**What this task involves:** Word for word, restate the entries that follow.
Start of Task data
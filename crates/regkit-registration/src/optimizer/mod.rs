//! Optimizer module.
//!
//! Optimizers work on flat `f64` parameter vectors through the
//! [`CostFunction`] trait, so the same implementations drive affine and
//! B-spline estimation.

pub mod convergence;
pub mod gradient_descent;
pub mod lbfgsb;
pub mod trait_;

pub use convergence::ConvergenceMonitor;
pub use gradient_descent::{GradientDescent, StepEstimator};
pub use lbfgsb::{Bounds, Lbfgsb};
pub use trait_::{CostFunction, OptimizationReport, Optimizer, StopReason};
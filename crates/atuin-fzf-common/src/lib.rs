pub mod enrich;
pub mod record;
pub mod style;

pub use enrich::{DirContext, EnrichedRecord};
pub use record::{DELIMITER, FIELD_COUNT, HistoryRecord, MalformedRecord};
End of Task data
**Task response:**
filename crates/regkit-registration/src/optimizer/mod.rs
//! Optimizer module.
//!
//! Optimizers work on flat `f64` parameter vectors through the
//! [`CostFunction`] trait, so the same implementations drive affine and
//! B-spline estimation.

pub mod convergence;
pub mod gradient_descent;
pub mod lbfgsb;
pub mod trait_;

pub use convergence::ConvergenceMonitor;
pub use gradient_descent::{GradientDescent, StepEstimator};
pub use lbfgsb::{Bounds, Lbfgsb};
pub use trait_::{CostFunction, OptimizationReport, Optimizer, StopReason};
filename crates/atuin-fzf-common/src/lib.rs
pub mod enrich;
pub mod record;
pub mod style;

pub use enrich::{DirContext, EnrichedRecord};
pub use record::{DELIMITER, FIELD_COUNT, HistoryRecord, MalformedRecord};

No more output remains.